Guinea’s government has announced an accelerated push to develop alumina refineries and iron ore processing plants as part of its strategy to halt decades of raw ore exports and capture more value from its vast mineral resources.
Mines Minister Bouna Sylla said on Monday, November 10, 2025, that the plan aims to fast-track the country’s industrialization as Guinea prepares for its first-ever shipments from the massive Simandou iron ore mine later this week.
The World Bank noted in a July report that in-country alumina and iron processing could transform Guinea’s economy by generating industrial employment and reducing the nation’s vulnerability to global commodity price swings.
China Dominates Guinea’s Current Exports
Guinea currently exports around 60% of its bauxite, a critical raw material for aluminum production to China. Similarly, one-third of the iron ore from the Simandou project is expected to supply Chinese steel mills.
According to Minister Sylla, Guinea has signed its first alumina refinery agreement with China’s state-owned State Power Investment Corporation (SPIC), with construction already underway and completion expected by the end of 2027.
Negotiations are also at advanced stages with Chinalco and France’s Alteo, while talks continue with Compagnie des Bauxites de Guinée (CBG) and Alcoa.
“We are the biggest bauxite producer in the world now… but we don’t have any refineries built since colonial times,” Sylla said. “That will change.”
Up to Six Alumina Refineries by 2030
Guinea plans to establish five to six alumina refineries by 2030, boosting domestic refining capacity to around 7 million metric tons per year, Sylla said.

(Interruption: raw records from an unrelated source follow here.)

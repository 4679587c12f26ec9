//! Talking-avatar integration.
//!
//! The rendering provider can play exactly one utterance at a time, so all
//! speech goes through [`SpeechDispatcher`], a FIFO queue with one in-flight
//! utterance. The provider itself is reached through the relay via
//! [`AvatarBackend`].

pub mod backend;
pub mod dispatcher;

pub use backend::{AvatarBackend, AvatarStream, RelayAvatarBackend};
pub use dispatcher::{DispatcherConfig, SpeechDispatcher, SpeechNotice};

/// Errors from avatar backend operations.
#[derive(Debug, Clone, thiserror::Error)]
pub enum AvatarError {
    /// The relay could not be reached or the response body was unreadable.
    #[error("Avatar relay request failed: {0}")]
    Transport(String),
    /// The relay answered with a non-success status.
    #[error("Avatar backend rejected the request ({status}): {body}")]
    Rejected { status: u16, body: String },
    /// An operation that needs an open stream was attempted without one.
    #[error("No avatar stream is open")]
    NoStream,
}

impl AvatarError {
    /// Whether this failure means the avatar account is out of credits.
    /// Recognized by the payment-required status or by message content, since
    /// the provider is not consistent about which it uses.
    pub fn is_quota_signal(&self) -> bool {
        match self {
            AvatarError::Rejected { status: 402, .. } => true,
            AvatarError::Rejected { body, .. } => {
                let body = body.to_lowercase();
                body.contains("credit") || body.contains("quota") || body.contains("insufficient")
            }
            _ => false,
        }
    }
}

#[cfg(test)]
mod tests {
    use super::*;

    #[test]
    fn payment_required_is_a_quota_signal() {
        let err = AvatarError::Rejected {
            status: 402,
            body: "Payment Required".to_string(),
        };
        assert!(err.is_quota_signal());
    }

    #[test]
    fn credits_message_is_a_quota_signal() {
        let err = AvatarError::Rejected {
            status: 400,
            body: r#"{"description": "not enough credits remaining"}"#.to_string(),
        };
        assert!(err.is_quota_signal());
    }

    #[test]
    fn plain_server_error_is_not_a_quota_signal() {
        let err = AvatarError::Rejected {
            status: 500,
            body: "internal error".to_string(),
        };
        assert!(!err.is_quota_signal());
        assert!(!AvatarError::Transport("connection refused".to_string()).is_quota_signal());
    }
}
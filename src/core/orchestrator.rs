//! Wires session transcript events to avatar speech and a chat log.
//!
//! The microphone can hear the avatar. Recognized input that arrives shortly
//! after the avatar stopped speaking and looks like the avatar's own words is
//! discarded as feedback rather than treated as the user.

use std::sync::Arc;
use std::time::Duration;

use tokio::sync::mpsc;
use tokio::time::Instant;
use tracing::{debug, info, warn};

use crate::core::avatar::{SpeechDispatcher, SpeechNotice};
use crate::core::session::SessionEvent;

/// Thresholds for telling avatar feedback apart from genuine user speech.
#[derive(Debug, Clone)]
pub struct EchoSuppressionConfig {
    /// Window after avatar speech end in which very short inputs are echoes
    pub short_echo_window: Duration,
    /// Window in which inputs contained in the avatar's last utterance are
    /// echoes
    pub containment_window: Duration,
    /// Token count at or below which an input counts as "very short"
    pub short_token_limit: usize,
    /// Minimum gap between accepted user inputs; overlapping recognition
    /// events otherwise submit the same turn twice
    pub input_debounce: Duration,
}

impl Default for EchoSuppressionConfig {
    fn default() -> Self {
        Self {
            short_echo_window: Duration::from_secs(8),
            containment_window: Duration::from_secs(15),
            short_token_limit: 2,
            input_debounce: Duration::from_secs(2),
        }
    }
}

/// Whether a recognized input is probably the microphone hearing the avatar.
pub fn is_probable_echo(
    text: &str,
    last_utterance: &str,
    since_speech_end: Duration,
    config: &EchoSuppressionConfig,
) -> bool {
    let tokens = text.split_whitespace().count();
    if tokens <= config.short_token_limit && since_speech_end <= config.short_echo_window {
        return true;
    }
    if since_speech_end <= config.containment_window {
        let needle = text.trim().to_lowercase();
        if !needle.is_empty() && last_utterance.to_lowercase().contains(&needle) {
            return true;
        }
    }
    false
}

/// One entry in the conversation log.
#[derive(Debug, Clone, PartialEq)]
pub enum ChatEvent {
    /// An accepted user turn.
    User(String),
    /// A completed agent utterance.
    Agent(String),
    /// Out-of-band status the UI should show.
    Notice(String),
}

/// Routes session events to the speech dispatcher and the chat log.
pub struct ConversationOrchestrator {
    dispatcher: Arc<SpeechDispatcher>,
    config: EchoSuppressionConfig,
    chat_tx: mpsc::UnboundedSender<ChatEvent>,
    last_accepted_input: Option<Instant>,
}

impl ConversationOrchestrator {
    pub fn new(
        dispatcher: Arc<SpeechDispatcher>,
        config: EchoSuppressionConfig,
    ) -> (Self, mpsc::UnboundedReceiver<ChatEvent>) {
        let (chat_tx, chat_rx) = mpsc::unbounded_channel();
        let orchestrator = Self {
            dispatcher,
            config,
            chat_tx,
            last_accepted_input: None,
        };
        (orchestrator, chat_rx)
    }

    /// Consume both event streams until the session's stream closes.
    pub async fn run(
        mut self,
        mut session_rx: mpsc::UnboundedReceiver<SessionEvent>,
        mut notices_rx: mpsc::UnboundedReceiver<SpeechNotice>,
    ) {
        loop {
            tokio::select! {
                event = session_rx.recv() => {
                    let Some(event) = event else { break };
                    self.handle_session_event(event);
                }
                notice = notices_rx.recv() => {
                    let Some(notice) = notice else { break };
                    self.handle_speech_notice(notice);
                }
            }
        }
    }

    fn emit(&self, event: ChatEvent) {
        let _ = self.chat_tx.send(event);
    }

    pub fn handle_session_event(&mut self, event: SessionEvent) {
        match event {
            SessionEvent::AgentTranscriptDone(text) => {
                if text.trim().is_empty() {
                    return;
                }
                self.emit(ChatEvent::Agent(text.clone()));
                self.dispatcher.speak(&text);
            }
            SessionEvent::UserTranscriptDone(text) => self.accept_user_input(text),
            SessionEvent::AgentTranscriptDelta(_) | SessionEvent::UserTranscriptDelta(_) => {
                // Partials stay off the log; only completed turns are entries
            }
            SessionEvent::UserInterrupted => {
                debug!("User started speaking over the agent");
            }
            SessionEvent::AgentAudioDelta(_) => {
                // Synthesized audio goes to the video layer, not the log
            }
            SessionEvent::StateChanged(state) => {
                self.emit(ChatEvent::Notice(format!("Session {}", state.as_str())));
            }
            SessionEvent::Reconnecting { attempt } => {
                self.emit(ChatEvent::Notice(format!(
                    "Connection lost, retrying (attempt {attempt})"
                )));
            }
            SessionEvent::CaptureUnavailable(reason) => {
                self.emit(ChatEvent::Notice(format!(
                    "Microphone unavailable, continuing in text mode: {reason}"
                )));
            }
            SessionEvent::TranscriptionFailed(detail) => {
                // Non-fatal; the model can still answer the raw audio
                debug!("Transcription failed for one turn: {detail}");
            }
            SessionEvent::ServerError(detail) => {
                warn!("Server error surfaced to chat: {detail}");
                self.emit(ChatEvent::Notice(format!("Service error: {detail}")));
            }
            SessionEvent::Failed(error) => {
                self.emit(ChatEvent::Notice(format!("Session ended: {error}")));
            }
        }
    }

    pub fn handle_speech_notice(&mut self, notice: SpeechNotice) {
        match notice {
            SpeechNotice::Disabled { reason } => {
                info!("Avatar speech disabled: {reason}");
                self.emit(ChatEvent::Notice(
                    "Avatar speech is unavailable for this session; text replies continue"
                        .to_string(),
                ));
            }
            SpeechNotice::Started { .. } | SpeechNotice::Ended { .. } => {}
        }
    }

    fn accept_user_input(&mut self, text: String) {
        if text.trim().is_empty() {
            return;
        }

        if let Some((utterance, ended_at)) = self.dispatcher.last_speech() {
            let since_end = ended_at.elapsed();
            if is_probable_echo(&text, &utterance, since_end, &self.config) {
                debug!(?since_end, "Discarding probable avatar echo: {text:?}");
                return;
            }
        }

        if let Some(last) = self.last_accepted_input {
            if last.elapsed() < self.config.input_debounce {
                debug!("Discarding duplicate input inside the debounce window");
                return;
            }
        }

        self.last_accepted_input = Some(Instant::now());
        self.emit(ChatEvent::User(text));
    }
}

This initiative aligns Guinea with several mineral-rich African countries—including Mali and Nigeria—that have begun expanding domestic refining to maximize returns, reduce imports, and stimulate economic growth.
In August, the Guinean government revoked a bauxite concession held by a unit of Emirates Global Aluminium (EGA) after the company failed to build a promised alumina refinery locally, according to Sylla. EGA did not immediately respond to requests for comment.
Analysts, however, believe China’s growing investment in Guinean alumina refineries will not reduce its dependence on the country’s resources. “Exports will simply shift to alumina from bauxite,” said Allison Ju of SMM.
Guinea’s bauxite—known for its low silica content and suitability for low-temperature refining—accounts for about 25% of global aluminum output.
Focus Expands to Iron Ore Processing
Beyond bauxite, Guinea is also intensifying efforts to process iron ore domestically.
Sylla confirmed that Rio Tinto and the Winning Consortium Simandou (WCS)—joint developers of the Simandou mine—are required under current agreements to study and construct either a 500,000-ton steel plant or a 2-million-ton pellet facility.
“We believe we have identified the minimum capacities to design (this facility) based on sound economic principles,” Sylla said.
The companies must submit feasibility studies within two years of the first exports, said Djiba Diakite, Chief of Staff to the President. Should they fail to comply, the government reserves the right to engage a top global engineering firm to conduct the study at the expense of Compagnie du Transguinéen, the joint venture overseeing Simandou’s rail and port operations.
A spokesperson for Rio Tinto confirmed that its Simfer venture has already committed to a feasibility study for a pellet plant to explore viable development options. WCS did not immediately respond to requests for comment.
Green Steel and Energy Partnerships
Minister Sylla noted that Guinea’s geographical proximity to Europe and the United States provides a competitive logistics advantage over Middle Eastern producers. He said the country’s long-term focus will be on producing pellets and direct reduced iron (DRI) for the emerging green steel industry.
Energy supply, however, remains the biggest challenge. Sylla said the government is seeking partnerships in hydropower, solar energy, and liquefied natural gas (LNG) to meet industrial demand, including a U.S.-backed plan to import LNG for local power plants.